A Suquamish relative living in the Bay area, where protesters delayed the MV Cape Orlando for over nine hours, reached out to the Water Warriors when the ship headed north, bound for the Port of Tacoma.
“We got some information from her saying, ‘The ship is coming down your way. Are there any Indigenous people out there that can be supportive? It's coming to your waters,’” said Patricia Gonzalez, Puyallup Tribe citizen and Water Warrior Society council member.
The Water Warriors showed up and helped to delay the military ship until around 4:30 p.m. on Nov. 6. The action speaks to a larger mission: solidarity among Native peoples against settler colonialism.
Water Warrior Society
When the group came together in 2016, they prayed for many things, according to Gonzalez. One was to be able to take the canoes out onto the water and defend their waters in a way that would feed their ancestors with good medicine.

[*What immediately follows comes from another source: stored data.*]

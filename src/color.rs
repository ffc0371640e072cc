//! ANSI 色碼組合
//!
//! 將顏色 / 樣式名稱（以及 256 色索引）轉換為 ANSI 控制序列。
//! 所有代碼合併在同一個序列中，樣式代碼永遠排在顏色代碼之前，
//! 避免 reset 樣式覆蓋之後的顏色。

use crate::error::{CcatError, Layer, Result};
use crate::utils::visual_width;

/// Control Sequence Introducer
pub const CSI: &str = "\x1b[";
/// 通用結束序列
pub const CLOSE: &str = "\x1b[0m";

/// 基本八色（索引 0-7）
const BASE_COLORS: [(&str, u16); 8] = [
    ("black", 0),
    ("red", 1),
    ("green", 2),
    ("yellow", 3),
    ("blue", 4),
    ("magenta", 5),
    ("cyan", 6),
    ("white", 7),
];

/// 顏色名稱 -> 代碼；未知名稱回傳 None
fn color_code(layer: Layer, name: &str) -> Option<u16> {
    let name = name.trim().to_ascii_lowercase();
    if name == "reset" {
        return Some(match layer {
            Layer::Fore => 39,
            Layer::Back => 49,
        });
    }

    // 接受 lightred / light-red / light_red
    let (light, base) = match name.strip_prefix("light") {
        Some(rest) => (true, rest.trim_start_matches(['-', '_'])),
        None => (false, name.as_str()),
    };
    let (_, index) = BASE_COLORS.iter().find(|(n, _)| *n == base)?;

    let offset = match (layer, light) {
        (Layer::Fore, false) => 30,
        (Layer::Fore, true) => 90,
        (Layer::Back, false) => 40,
        (Layer::Back, true) => 100,
    };
    Some(offset + index)
}

/// 樣式名稱（含別名）-> 代碼
fn style_code(name: &str) -> Option<u16> {
    let code = match name.trim().to_ascii_lowercase().as_str() {
        "r" | "reset" | "reset_all" => 0,
        "b" | "bright" | "bold" => 1,
        "d" | "dim" => 2,
        "i" | "italic" => 3,
        "u" | "underline" | "underlined" => 4,
        "f" | "flash" => 5,
        "h" | "highlight" | "hilight" | "hilite" | "reverse" => 7,
        "n" | "normal" | "none" => 22,
        _ => return None,
    };
    Some(code)
}

fn sequence(codes: &[String]) -> String {
    format!("{}{}m", CSI, codes.join(";"))
}

/// 一次格式化呼叫的顏色設定
#[derive(Debug, Clone, Copy, Default, PartialEq, Eq)]
pub struct ColorSpec<'a> {
    pub fore: Option<&'a str>,
    pub back: Option<&'a str>,
    pub style: Option<&'a str>,
}

impl<'a> ColorSpec<'a> {
    pub fn fore(name: &'a str) -> Self {
        Self {
            fore: Some(name),
            ..Self::default()
        }
    }

    pub fn style(name: &'a str) -> Self {
        Self {
            style: Some(name),
            ..Self::default()
        }
    }

    pub fn with_back(mut self, name: &'a str) -> Self {
        self.back = Some(name);
        self
    }

    pub fn with_style(mut self, name: &'a str) -> Self {
        self.style = Some(name);
        self
    }

    /// 依「樣式、背景、前景」順序組出代碼清單
    fn codes(&self) -> Vec<String> {
        let mut codes = Vec::with_capacity(3);
        if let Some(code) = self.style.and_then(style_code) {
            codes.push(code.to_string());
        }
        if let Some(code) = self.back.and_then(|n| color_code(Layer::Back, n)) {
            codes.push(code.to_string());
        }
        if let Some(code) = self.fore.and_then(|n| color_code(Layer::Fore, n)) {
            codes.push(code.to_string());
        }
        codes
    }
}

/// 已驗證的 256 色索引
#[derive(Debug, Clone, Copy, PartialEq, Eq)]
pub struct ExtendedColor(u8);

impl ExtendedColor {
    pub fn new(layer: Layer, value: i64) -> Result<Self> {
        u8::try_from(value)
            .map(ExtendedColor)
            .map_err(|_| CcatError::InvalidExtendedColor {
                layer,
                value: value.to_string(),
            })
    }

    /// 從文字解析（非數字同樣視為錯誤）
    pub fn parse(layer: Layer, value: &str) -> Result<Self> {
        let number = value
            .trim()
            .parse::<i64>()
            .map_err(|_| CcatError::InvalidExtendedColor {
                layer,
                value: value.to_string(),
            })?;
        Self::new(layer, number)
    }

    pub fn index(self) -> u8 {
        self.0
    }
}

#[derive(Debug, Clone, Copy, PartialEq, Eq)]
pub enum Align {
    Left,
    Right,
}

/// 著色器
///
/// 停用時（輸出不是終端且未強制）所有操作原樣回傳輸入。
#[derive(Debug, Clone, Copy, PartialEq, Eq)]
pub struct Painter {
    enabled: bool,
}

impl Painter {
    pub fn new(enabled: bool) -> Self {
        Self { enabled }
    }

    /// 以開啟序列與結束序列包住文字
    pub fn wrap(&self, text: &str, spec: ColorSpec<'_>) -> String {
        if !self.enabled {
            return text.to_string();
        }
        if text.is_empty() {
            return CLOSE.to_string();
        }
        format!("{}{}{}", sequence(&spec.codes()), text, CLOSE)
    }

    /// 只指定前景色的捷徑
    pub fn paint(&self, text: &str, fore: &str) -> String {
        self.wrap(text, ColorSpec::fore(fore))
    }

    /// 使用 256 色（38;5;N / 48;5;N）
    pub fn wrap_extended(
        &self,
        text: &str,
        fore: Option<i64>,
        back: Option<i64>,
        style: Option<&str>,
    ) -> Result<String> {
        // 驗證不受終端狀態影響
        let fore = fore
            .map(|v| ExtendedColor::new(Layer::Fore, v))
            .transpose()?;
        let back = back
            .map(|v| ExtendedColor::new(Layer::Back, v))
            .transpose()?;

        if !self.enabled {
            return Ok(text.to_string());
        }
        if text.is_empty() {
            return Ok(CLOSE.to_string());
        }

        let mut codes = Vec::with_capacity(3);
        if let Some(code) = style.and_then(style_code) {
            codes.push(code.to_string());
        }
        if let Some(back) = back {
            codes.push(format!("48;5;{}", back.index()));
        }
        if let Some(fore) = fore {
            codes.push(format!("38;5;{}", fore.index()));
        }
        Ok(format!("{}{}{}", sequence(&codes), text, CLOSE))
    }

    /// 對齊到指定寬度；只對文字著色，填充字元保持原樣
    pub fn justify(
        &self,
        text: &str,
        width: usize,
        align: Align,
        pad_char: char,
        spec: ColorSpec<'_>,
    ) -> String {
        let padding: String = std::iter::repeat(pad_char)
            .take(width.saturating_sub(visual_width(text)))
            .collect();
        let colored = self.wrap(text, spec);
        match align {
            Align::Left => colored + &padding,
            Align::Right => padding + &colored,
        }
    }
}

“Creator was just like, ‘Here, this is what you prayed for, and this is where you need to be,’” Gonzalez said. “The only thing that we wanted was to bring something to the movement, and if all we can bring with [us] are our prayers, and our people, and our ways of the water, that's what we were going to do.”
Around 2 p.m. on Nov. 6, Water Warriors set out in a traditional Nisqually canoe named sq́ʷaliʔabš’ or “People of the river and people of the grass.” They rowed to within 300 yards of the MV Cape Orlando military cargo ship in prayer before a U.S. Coast Guard boat with a large assault rifle attached to the bow blocked their way. Coast Guard officials asked the Water Warriors if they had any weapons and said if they continued to canoe, they could be fined $10,000, their canoe could be seized and they could face up to 10 years in prison.
“The only weapons we had on the water were our spirits, our prayers, our songs and our dedication,” said 22-year-old Rosalie Fish, of the Cowlitz, Yakama and Muckleshoot nations.
That's when the skipper, another Water Warrior who asked not to be named for this story, let Coast Guard officials know they were on treaty waters. Gonzalez believes these are important conversations to have on their ancestral waters. Uniformed Coast Guard personnel told the Water Warriors they were only there to enforce boundaries and didn't have any part in arming Israel.
“That's when my spirit kind of pushed me to just open my mouth and tell them, “‘You're enforcing genocide. That's what you're doing here,’” Gonzalez said.
“I did tell him we will be out here and we will be praying for everybody's warrior spirit because I know that your heart and your mind is not clear,” Gonzalez said. “And I pray that your warrior spirit will be fueled and it will help you clear your heart and your mind so that you guys can make the right choices.”
Gonzalez said that to see Coast Guard personnel get emotional after sharing what she did was validation from Creator to keep praying.
As they launched their canoe, port workers were standing on ships waving, and peeking out to get a glimpse. Normal interactions with the port are not always so friendly, according to Gonzalez.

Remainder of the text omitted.